Monkeys, like humans, belong to the primate order of mammals. Most monkeys live in rain forests and are arboreal. Biologists divide monkeys into two categories: Old World monkeys, which include species found in Africa and Asia, and New World monkeys, which refers to those that live in Latin America. Many rain forest monkeys live in groups, known as troops.
The biggest and loudest monkey in the rain forests of Latin America is the howler monkey. Males can be up to four feet tall. Large vocal cords and a bony chamber under the throat allow them to produce a howl-like sound used to demarcate territory. Like most New World monkeys, howlers have a prehensile tail that can wrap around branches.
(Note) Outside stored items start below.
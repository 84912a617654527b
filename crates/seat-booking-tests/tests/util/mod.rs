use eyre::{eyre, Result};
use seat_booking_core::{SeatId, SeatStatus};
use seat_booking_tests::{Reply, TestCtx, UserSession};

/// Holds and confirms `seat`, failing the test if either step is refused.
#[allow(unused)]
pub async fn buy(session: &mut UserSession<'_>, seat: SeatId) -> Result<()> {
    let offered = session.view_seat(seat).await?.result?;
    assert_eq!(
        offered.held()?,
        seat,
        "Holding seat {seat} must hold exactly that seat."
    );
    match session.confirm(seat).await?.result? {
        Reply::Confirmed { seat: s, previous } if s == seat => {
            assert_eq!(previous, SeatStatus::Pending);
            Ok(())
        }
        reply => Err(eyre!("confirming seat {seat} failed: {reply:?}")),
    }
}

/// The state of every seat as reported by `list_seats`.
#[allow(unused)]
pub async fn statuses(ctx: &TestCtx) -> Result<Vec<SeatStatus>> {
    let seats = ctx.api.list_seats().await?.result?.listing()?;
    assert_eq!(
        seats.len(),
        ctx.seats as usize,
        "The listing must contain every seat."
    );
    for (i, entry) in seats.iter().enumerate() {
        assert_eq!(entry.id as usize, i, "The listing must be ordered by seat id.");
    }
    Ok(seats.into_iter().map(|entry| entry.status).collect())
}
//! Implementation of the dispatcher
use std::sync::Arc;

use seat_booking_core::{Command, Config, Request, RequestHandler};
use tracing::{debug, info, trace, warn};

use crate::error::{InitError, RejectedError};
use crate::pool::{PoolStats, ShutdownMode, WorkerPool};
use crate::registry::SeatRegistry;
use crate::task::{ReplyHandle, SeatTask};

/// Entry point for seat operations
///
/// Turns requests into [`SeatTask`]s and queues them on the worker pool. The
/// workers run them against the shared [`SeatRegistry`] and answer the client.
pub struct Dispatcher {
    registry: Arc<SeatRegistry>,
    pool: WorkerPool<SeatTask>,
    shutdown_mode: ShutdownMode,
}

impl Dispatcher {
    /// Create the registry and start the workers
    pub fn new(config: &Config) -> Result<Self, InitError> {
        let registry = Arc::new(SeatRegistry::initialize(config.seats, config.hold_policy));
        let pool = WorkerPool::create(config.workers as usize, config.queue_capacity as usize)?;
        let shutdown_mode = if config.graceful_shutdown {
            ShutdownMode::Graceful
        } else {
            ShutdownMode::Immediate
        };
        Ok(Self {
            registry,
            pool,
            shutdown_mode,
        })
    }

    /// Queue `command` and return a handle to wait for its response
    pub fn submit(&self, command: Command) -> Result<ReplyHandle, RejectedError> {
        let (task, handle) = SeatTask::for_caller(command, Arc::clone(&self.registry));
        if let Err(rejected) = self.pool.submit(task) {
            let reason = rejected.reason();
            warn!(command = ?rejected.into_task().command(), %reason, "submission rejected");
            return Err(reason);
        }
        Ok(handle)
    }

    /// The seats, for inspection
    pub fn registry(&self) -> &SeatRegistry {
        &self.registry
    }

    /// Counters of the worker pool
    pub fn pool_stats(&self) -> PoolStats {
        self.pool.stats()
    }

    /// Stop the workers in the configured mode
    pub(crate) fn stop_pool(&self) {
        self.pool.shutdown(self.shutdown_mode);
    }
}

impl RequestHandler for Dispatcher {
    fn handle(&self, request: Request) {
        let command = match request.command() {
            Ok(command) => command,
            Err(missing) => {
                debug!(url = request.url(), %missing, "incomplete request");
                request.respond_with_err(missing.to_string());
                return;
            }
        };
        trace!(?command, "dispatching");

        let task = SeatTask::for_request(command, Arc::clone(&self.registry), request);
        if let Err(rejected) = self.pool.submit(task) {
            let (reason, task) = rejected.into_parts();
            warn!(command = ?task.command(), %reason, "request rejected");
            task.refuse(reason);
        }
    }

    fn shutdown(self) {
        self.stop_pool();
        let Dispatcher { registry, pool, .. } = self;
        drop(pool);

        match Arc::try_unwrap(registry) {
            Ok(registry) => registry.teardown(),
            Err(_) => warn!("seat registry still referenced after shutdown"),
        }
        info!("seat booking system shut down");
    }
}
There are six howler monkey species, which are herbivorous. They eat leaves and the occasional fruit or flower.
The coat of the capuchin monkey, found in Central and South America, is generally dark save for the cream-colored hair on its neck and shoulders and around its pink face. These small monkeys -- their maximum weight is about 9 pounds -- consume fruits, nuts, leaves, insects, frogs and small birds and mammals. Capuchin monkeys are considered intelligent and have been observed in the wild using stones to crack open nuts.
The rain forests of southern Mexico, Central America and South America harbor seven species of spider monkeys, which can be identified by the white rings around their eyes. Their faces are hairless, while the rest of their bodies are covered in coarse, black hair. Though they lack thumbs, spider monkeys are agile when it comes to swinging from branch to branch. Fruits make up most of the spider monkey's diet.
Macaques comprise a widespread genus of Old World monkeys. Species that live in rain forests include the crested black macaque of Indonesia, named for its Mohawk-like hair. One of the smallest species is the endangered lion-tailed macaque of India, the mane and tail of which resemble those of its namesake feline. Most macaques are omnivorous. The long-tailed macaque, found in the rain forests of Southeast Asia, the Philippines and Indonesia, eats crabs. All macaques have cheek pouches used to store food, a characteristic unique to Old World monkeys.
"Colobus" is a word of Greek origin that means "maimed." In the case of the colobus monkey, it describes a missing thumb, an adaption that allows this highly arboreal primate to move swiftly among branches in the Central African rain forest. These monkeys have black coats with white hair around their faces and on their backs. The red colobus has patches of red-orange hair. Colobus monkeys eat young leaves and shoots. A chambered stomach allows them to digest vegetation that other monkeys cannot.
The nine monkey species known as mangabeys inhabit the rain forests of equatorial Africa. There are two main types: white-eyelid mangabeys and crested mangabeys. Both are arboreal, but the former, which include the white-collared mangabey, the largest species, spend more time on the ground than the latter. Mangabeys have large front teeth that allow them to tear through the skin of fruits that other monkeys cannot penetrate. They also eat seeds and leaves. A mangabey's tail can be as long as or longer than its body.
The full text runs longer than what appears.